Información del artículo:

Artículo de Comunicación Breve

DOI: https://doi.org/10.33975/riuq.vol35n1.1112

Recibido: 15 enero 2023; Aceptado: 29 junio 2023


ISSN: 1794-631X e-ISSN: 2500-5782

Esta obra está bajo una licencia Creative Commons Atribución-NoComercial-SinDerivadas 4.0 Internacional.


Cómo citar: Yudkin, Joshua S. (2023). Use of Electronic Health Records to Develop a more Robust Phenotype of Pediatric Overweight and Obesity. Revista de Investigaciones Universidad del Quindío, 35(1), 452-454. https://doi.org/10.33975/riuq.vol35n1.1112



ABSTRACT


Clinical EHR data can be used to better develop a more robust phenotype of pediatric overweight and obesity.


Keywords: Overweight; obesity; electronic health record; eHealth; transdisciplinary; phenotype.


RESUMEN


Los datos clínicos de EHR se pueden utilizar para desarrollar mejor un fenotipo más sólido de sobrepeso y obesidad pediátricos.


Palabras clave: Sobrepeso; obesidad; historia clínica electrónica; eSalud; transdisciplinario; fenotipo.


Developing phenotypes, a term that classically refers to the “observable characteristics in an individual resulting from the expression of genes” or “the clinical presentation of an individual with a particular genotype,” is an important pillar of science research.

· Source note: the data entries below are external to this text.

use std::sync::Arc;

use tokio_util::sync::CancellationToken;
use tracing::{debug, warn};

use crate::chain::{ChainRpc, NonceSequencer, TransactionAuth};

use super::error::EngineResult;
use super::identity::SignerIdentity;

pub const DEFAULT_GAS_LIMIT: u64 = 300_000;

/// 为每一笔待提交交易构建 [`TransactionAuth`]。
pub struct TxParamsBuilder {
    rpc: Arc<dyn ChainRpc>,
    identity: SignerIdentity,
    nonces: Arc<NonceSequencer>,
    gas_limit: u64,
}

impl TxParamsBuilder {
    pub fn new(
        rpc: Arc<dyn ChainRpc>,
        identity: SignerIdentity,
        nonces: Arc<NonceSequencer>,
        gas_limit: u64,
    ) -> Self {
        Self {
            rpc,
            identity,
            nonces,
            gas_limit,
        }
    }

    pub fn identity(&self) -> &SignerIdentity {
        &self.identity
    }

    pub fn rpc(&self) -> &Arc<dyn ChainRpc> {
        &self.rpc
    }

    /// 依次获取 chain id、签名者、nonce、小费与 base fee，任一步失败即中止。
    /// 返回的参数持有 nonce 锁，广播成功后需调用 [`TransactionAuth::commit`]。
    pub async fn build(&self, cancel: &CancellationToken) -> EngineResult<TransactionAuth> {
        let chain_id = self.rpc.chain_id(cancel).await?;
        let signer = self.identity.signer()?;
        let from = signer.address();

        let rpc = Arc::clone(&self.rpc);
        let lease = self
            .nonces
            .acquire(chain_id, from, cancel, || async move {
                rpc.pending_nonce(from, cancel).await
            })
            .await?;

        let tip_cap = self.rpc.suggest_tip_cap(cancel).await?;
        let base_fee = match self.rpc.latest_base_fee(cancel).await? {
            Some(base_fee) => base_fee,
            None => {
                warn!(
                    target: "engine::params",
                    network = %self.rpc.network(),
                    "最新区块缺少 base fee，按 0 处理"
                );
                0
            }
        };
        let fee_cap = base_fee.saturating_add(tip_cap);

        debug!(
            target: "engine::params",
            network = %self.rpc.network(),
            chain_id,
            from = %from,
            nonce = lease.nonce(),
            tip_cap,
            fee_cap,
            gas_limit = self.gas_limit,
            "交易参数已构建"
        );

        Ok(TransactionAuth::new(
            signer,
            chain_id,
            lease,
            tip_cap,
            fee_cap,
            self.gas_limit,
            cancel.clone(),
        ))
    }
}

Recently, different fields, especially precision medicine, have endeavored to expand the classical understanding of a phenotype to focus not only on disease etiology but also treatment.

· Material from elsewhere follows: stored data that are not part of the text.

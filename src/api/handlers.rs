use axum::{
    Json,
    extract::{State, rejection::JsonRejection},
    http::StatusCode,
    response::{IntoResponse, Response},
};
use serde::Serialize;
use tracing::info;

use crate::engine::{Quote, SwapResult, codes};
use crate::service::{ExecuteSwapRequest, GetQuoteRequest};

use super::AppState;
use super::response::ErrorResponse;

#[derive(Debug, Serialize)]
pub struct HealthResponse {
    pub status: &'static str,
    pub routes: Vec<RouteInfo>,
}

#[derive(Debug, Serialize)]
pub struct RouteInfo {
    pub chain: String,
    pub dex: String,
}

/// GET /health - 列出已注册的 (chain, dex)
pub async fn health(State(service): State<AppState>) -> Json<HealthResponse> {
    let routes = service
        .routes()
        .into_iter()
        .map(|(chain, dex)| RouteInfo {
            chain: chain.to_string(),
            dex: dex.to_string(),
        })
        .collect::<Vec<_>>();
    let status = if routes.is_empty() { "degraded" } else { "ok" };
    Json(HealthResponse { status, routes })
}

/// POST /v1/quote
pub async fn post_quote(
    State(service): State<AppState>,
    payload: Result<Json<GetQuoteRequest>, JsonRejection>,
) -> Result<Json<Quote>, Response> {
    let Json(request) = payload.map_err(rejected)?;
    info!(
        target: "api",
        chain = %request.chain,
        dex = %request.dex,
        amount = request.amount,
        "收到报价请求"
    );
    service
        .get_quote(request)
        .await
        .map(Json)
        .map_err(IntoResponse::into_response)
}

/// POST /v1/swap
pub async fn post_swap(
    State(service): State<AppState>,
    payload: Result<Json<ExecuteSwapRequest>, JsonRejection>,
) -> Result<Json<SwapResult>, Response> {
    let Json(request) = payload.map_err(rejected)?;
    info!(
        target: "api",
        chain = %request.quote.chain,
        dex = %request.quote.dex,
        amount_in = %request.quote.amount_in,
        "收到兑换请求"
    );
    service
        .execute_swap(request)
        .await
        .map(Json)
        .map_err(IntoResponse::into_response)
}

fn rejected(rejection: JsonRejection) -> Response {
    let body = ErrorResponse::new(
        "INVALID_REQUEST",
        codes::INVALID_REQUEST,
        rejection.body_text(),
    );
    (StatusCode::BAD_REQUEST, Json(body)).into_response()
}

Deep phenotyping, the precise and comprehensive analysis of phenotypic abnormalities in which the individual components of the phenotype are observed and described, is an important pillar of precision medicine that seeks to both uncover subclasses of diseases and improve the translation of this knowledge into clinical care through more robust data collection and analysis. In fact, big data and such analyses are transforming all types of disease research (not just etiological research),(1) including in reducing the extreme lag that has been documented in translation research. This type of research typically has been conducted through genome-wide association studies (GWAS) research. With respect to overweight and obesity (OW/OB), such data has identified genes associated with obesity, the limitations of body mass index (BMI) as an indicator to detect overweight and obesity(2) and recent research has described how BMI may mask etiological differences between different types of obesity.(3) Importantly, electronic health record (EHR) data has not been included in existing deep phenotyping for pediatric OW/OB.


Digital phenotyping has been growing since the term was first introduced in 2015, as it may improve our ability to diagnose, treat, and manage an array of diseases, including OW/OB.(4) Digital phenotyping generally involves constant mobile sensing and collection of data through smartphones or other technology such as wearable smartwatches.(5) In a recent review, authors found 46 studies using digital phenotyping in the past three years, and 7 that were focused on OW/OB.(6) These studies focused on identifying phenotypes that could predict engagement in and health outcomes of various types of interventions.(7) Across the disease spectrum, researchers looked at a variety of wearable, digital and clinical variables, including sleep, movement, screen time, blood pressure, weight, and food intake. However, clinical EHR data such as international classification of disease (ICD) codes for visit diagnoses and active issues on the EHR problem list were not included. In fact, an immediate opportunity in digital phenotyping is to look at other sources for digital health data, especially using insights from commonly used technologies.(8)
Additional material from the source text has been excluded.